Charles William "Jack" Harper (April 2, 1878 – September 30, 1950) was an American pitcher in Major League Baseball. He pitched eight seasons in the majors, from 1899 to 1906.

Harper started his professional baseball career in 1898. After a short stint with the Cleveland Spiders, he had a good season with the Fort Wayne Indians of the Interstate League in 1900 (going 20-15). This got him into the majors for good.

Over the next few seasons, Harper jumped from league to league, finally settling in with the Cincinnati Reds. He had his best season in 1904, when he went 23–9 with a 2.30 earned run average.

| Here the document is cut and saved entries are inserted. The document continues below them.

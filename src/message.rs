//! Result assembly and the JSON wire format.
//!
//! The domain model (`DetectionResult` with its typed records) and the wire model
//! (`ResultMessage`) are separate types. `DetectionResult::to_message` is the only
//! place where scores get rounded and crops get JPEG/base64 encoded.

use std::path::{Path, PathBuf};

use anyhow::{Context, Result};
use base64::{engine::general_purpose::STANDARD as B64, Engine as _};
use chrono::{DateTime, NaiveDateTime, SecondsFormat, TimeZone, Utc};
use serde::{Deserialize, Serialize};

use crate::cascade::{CascadeOutput, StageTiming};
use crate::config::ModelSettings;
use crate::error::{FilenameParseError, PipelineError};
use crate::frame::Crop;

/// Timestamp layout embedded in source filenames and output filenames.
pub const FILENAME_TIMESTAMP_FORMAT: &str = "%Y-%m-%dT%H-%M-%SZ";

#[derive(Clone, Debug, PartialEq)]
pub struct FlowerRecord {
    pub index: usize,
    pub class_name: String,
    pub confidence: f32,
    pub crop_width: u32,
    pub crop_height: u32,
}

#[derive(Clone, Debug, PartialEq)]
pub struct PollinatorRecord {
    pub index: usize,
    pub flower_index: usize,
    pub class_name: String,
    pub confidence: f32,
    pub crop_width: u32,
    pub crop_height: u32,
    pub crop: Crop,
}

/// Node id and capture time, recovered from a source filename.
#[derive(Clone, Debug, PartialEq, Eq)]
pub struct SourceIdentity {
    pub node_id: String,
    pub timestamp: DateTime<Utc>,
}

impl SourceIdentity {
    /// Parse `{node_id}_{YYYY-MM-DDTHH-MM-SSZ}[_...].{ext}`.
    pub fn parse(file_name: &str) -> Result<Self, FilenameParseError> {
        let stem = file_name.split('.').next().unwrap_or_default();
        let mut fields = stem.split('_');
        let node_id = fields.next().unwrap_or_default();
        let fail = |reason: String| FilenameParseError {
            stem: stem.to_string(),
            reason,
        };
        if node_id.is_empty() {
            return Err(fail("empty node id".into()));
        }
        let raw_timestamp = fields
            .next()
            .ok_or_else(|| fail("missing timestamp field".into()))?;
        let naive = NaiveDateTime::parse_from_str(raw_timestamp, FILENAME_TIMESTAMP_FORMAT)
            .map_err(|e| fail(format!("timestamp '{}': {}", raw_timestamp, e)))?;
        Ok(Self {
            node_id: node_id.to_string(),
            timestamp: Utc.from_utc_datetime(&naive),
        })
    }

    /// Like [`SourceIdentity::parse`], but never fails.
    ///
    /// Unparseable names map to `unknown-{first field}` at the Unix epoch.
    pub fn from_path(path: &Path) -> Self {
        let file_name = path
            .file_name()
            .map(|n| n.to_string_lossy().into_owned())
            .unwrap_or_default();
        Self::parse(&file_name).unwrap_or_else(|err| {
            log::warn!("{}", err);
            let first = file_name
                .split('.')
                .next()
                .and_then(|stem| stem.split('_').next())
                .unwrap_or_default();
            Self {
                node_id: format!("unknown-{}", first),
                timestamp: DateTime::<Utc>::default(),
            }
        })
    }

    pub fn is_sentinel(&self) -> bool {
        self.timestamp == DateTime::<Utc>::default()
    }

    /// `{node_id}_{YYYY-MM-DDTHH-MM-SSZ}.json`
    pub fn output_filename(&self) -> String {
        format!(
            "{}_{}.json",
            self.node_id,
            self.timestamp.format(FILENAME_TIMESTAMP_FORMAT)
        )
    }

    /// `{node_id}/{YYYY-MM-DD}/{HH}`, relative to a sink's base directory.
    pub fn storage_dir(&self) -> PathBuf {
        PathBuf::from(&self.node_id)
            .join(self.timestamp.format("%Y-%m-%d").to_string())
            .join(self.timestamp.format("%H").to_string())
    }
}

/// Settings and timings of one detector stage, as reported in `metadata`.
#[derive(Clone, Debug, PartialEq, Serialize, Deserialize)]
pub struct ModelMetadata {
    pub confidence_threshold: f32,
    pub iou_threshold: f32,
    pub margin: u32,
    pub multi_label: bool,
    pub multi_label_iou_threshold: f32,
    pub model_name: String,
    pub max_det: usize,
    pub augment: bool,
    #[serde(default, skip_serializing_if = "Vec::is_empty")]
    pub inference_times: Vec<f64>,
}

impl ModelMetadata {
    pub fn describe(settings: &ModelSettings, timing: &StageTiming) -> Self {
        let mut inference_times = Vec::new();
        if let Some(total) = timing.total_secs() {
            inference_times.push(round3(total));
        }
        if timing.inferences > 1 {
            inference_times.extend(timing.average_secs().map(round3));
        }
        Self {
            confidence_threshold: settings.confidence_threshold,
            iou_threshold: settings.iou_threshold,
            margin: settings.margin,
            multi_label: settings.multi_label,
            multi_label_iou_threshold: settings.multi_label_iou_threshold,
            model_name: settings.model_name.clone(),
            max_det: settings.max_detections,
            augment: settings.augment,
            inference_times,
        }
    }
}

#[derive(Clone, Debug, PartialEq, Eq, Serialize, Deserialize)]
pub struct ImageMetadata {
    pub size: [u32; 2],
}

#[derive(Clone, Debug, PartialEq, Eq, Serialize, Deserialize)]
pub struct SourceMetadata {
    pub node_id: String,
    pub timestamp: String,
}

#[derive(Clone, Debug, PartialEq, Serialize, Deserialize)]
pub struct ResultMetadata {
    pub flower_inference: ModelMetadata,
    pub pollinator_inference: ModelMetadata,
    pub original_image: ImageMetadata,
    pub source: SourceMetadata,
}

/// Fully assembled result for one image. Records are sorted by index.
#[derive(Debug)]
pub struct DetectionResult {
    source: SourceIdentity,
    flowers: Vec<FlowerRecord>,
    pollinators: Vec<PollinatorRecord>,
    metadata: ResultMetadata,
}

impl DetectionResult {
    /// Check the record invariants and freeze the result.
    pub fn assemble(
        source: SourceIdentity,
        output: CascadeOutput,
        flower_settings: &ModelSettings,
        pollinator_settings: &ModelSettings,
    ) -> Result<Self, PipelineError> {
        let CascadeOutput {
            mut flowers,
            mut pollinators,
            flower_timing,
            pollinator_timing,
            image_width,
            image_height,
            ..
        } = output;

        flowers.sort_by_key(|f| f.index);
        pollinators.sort_by_key(|p| p.index);

        if let Some((position, flower)) = flowers
            .iter()
            .enumerate()
            .find(|(position, flower)| flower.index != *position)
        {
            return Err(PipelineError::Invariant(format!(
                "flower index {} found at position {}",
                flower.index, position
            )));
        }
        if let Some(pair) = pollinators.windows(2).find(|w| w[0].index == w[1].index) {
            return Err(PipelineError::Invariant(format!(
                "pollinator index {} assigned twice",
                pair[0].index
            )));
        }
        if let Some(orphan) = pollinators.iter().find(|p| p.flower_index >= flowers.len()) {
            return Err(PipelineError::Invariant(format!(
                "pollinator {} references missing flower {}",
                orphan.index, orphan.flower_index
            )));
        }

        let metadata = ResultMetadata {
            flower_inference: ModelMetadata::describe(flower_settings, &flower_timing),
            pollinator_inference: ModelMetadata::describe(pollinator_settings, &pollinator_timing),
            original_image: ImageMetadata {
                size: [image_width, image_height],
            },
            source: SourceMetadata {
                node_id: source.node_id.clone(),
                timestamp: source.timestamp.to_rfc3339_opts(SecondsFormat::Secs, true),
            },
        };

        Ok(Self {
            source,
            flowers,
            pollinators,
            metadata,
        })
    }

    pub fn source(&self) -> &SourceIdentity {
        &self.source
    }

    pub fn flowers(&self) -> &[FlowerRecord] {
        &self.flowers
    }

    pub fn pollinators(&self) -> &[PollinatorRecord] {
        &self.pollinators
    }

    pub fn metadata(&self) -> &ResultMetadata {
        &self.metadata
    }

    pub fn is_empty(&self) -> bool {
        self.pollinators.is_empty()
    }

    /// Build the wire message. Crops are embedded only when `save_crops` is set.
    pub fn to_message(&self, save_crops: bool) -> Result<ResultMessage> {
        let flowers = self
            .flowers
            .iter()
            .map(|f| FlowerEntry {
                index: f.index,
                class_name: f.class_name.clone(),
                score: round3(f64::from(f.confidence)),
                size: [f.crop_width, f.crop_height],
            })
            .collect();

        let pollinators = self
            .pollinators
            .iter()
            .map(|p| {
                let crop = if save_crops {
                    let jpeg = p
                        .crop
                        .encode_jpeg()
                        .with_context(|| format!("encode crop of pollinator {}", p.index))?;
                    Some(B64.encode(jpeg))
                } else {
                    None
                };
                Ok(PollinatorEntry {
                    index: p.index,
                    flower_index: p.flower_index,
                    class_name: p.class_name.clone(),
                    score: round3(f64::from(p.confidence)),
                    crop,
                })
            })
            .collect::<Result<Vec<_>>>()?;

        Ok(ResultMessage {
            detections: WireDetections {
                flowers,
                pollinators,
            },
            metadata: self.metadata.clone(),
        })
    }
}

#[derive(Clone, Debug, PartialEq, Serialize, Deserialize)]
pub struct FlowerEntry {
    pub index: usize,
    pub class_name: String,
    pub score: f64,
    pub size: [u32; 2],
}

#[derive(Clone, Debug, PartialEq, Serialize, Deserialize)]
pub struct PollinatorEntry {
    pub index: usize,
    pub flower_index: usize,
    pub class_name: String,
    pub score: f64,
    /// Base64 JPEG of the pollinator crop, `null` when crops are not saved.
    pub crop: Option<String>,
}

#[derive(Clone, Debug, PartialEq, Serialize, Deserialize)]
pub struct WireDetections {
    pub flowers: Vec<FlowerEntry>,
    pub pollinators: Vec<PollinatorEntry>,
}

/// `{"detections": {...}, "metadata": {...}}`
#[derive(Clone, Debug, PartialEq, Serialize, Deserialize)]
pub struct ResultMessage {
    pub detections: WireDetections,
    pub metadata: ResultMetadata,
}

impl ResultMessage {
    pub fn to_json(&self) -> Result<String> {
        serde_json::to_string(self).context("serialize result message")
    }

    pub fn to_json_pretty(&self) -> Result<String> {
        serde_json::to_string_pretty(self).context("serialize result message")
    }

    pub fn from_json(raw: &str) -> Result<Self> {
        serde_json::from_str(raw).context("parse result message")
    }
}

fn round3(value: f64) -> f64 {
    (value * 1000.0).round() / 1000.0
}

Harper's professional baseball career ended in 1906, after pitching only one inning of his first start after being traded to the Cubs. According to a popular story at the time, Harper had hit Cubs first baseman and eventual player-manager Frank Chance by pitches three times in a 1904 game, knocking him out with the third; Chance would trade for him two seasons later and bench him out of spite, effectively ending his career due to the reserve clause. However, Chance had had other confrontations with pitchers, and contemporary newspaper accounts dispute that the hit-by-pitches were severe or malicious. In reality, Harper struggled with injuries after joining the Cubs and was hit by a Dan McGann line drive in his only game with them. He would make an appearance for the minor league Columbus Senators the following season, but otherwise never played professional baseball again.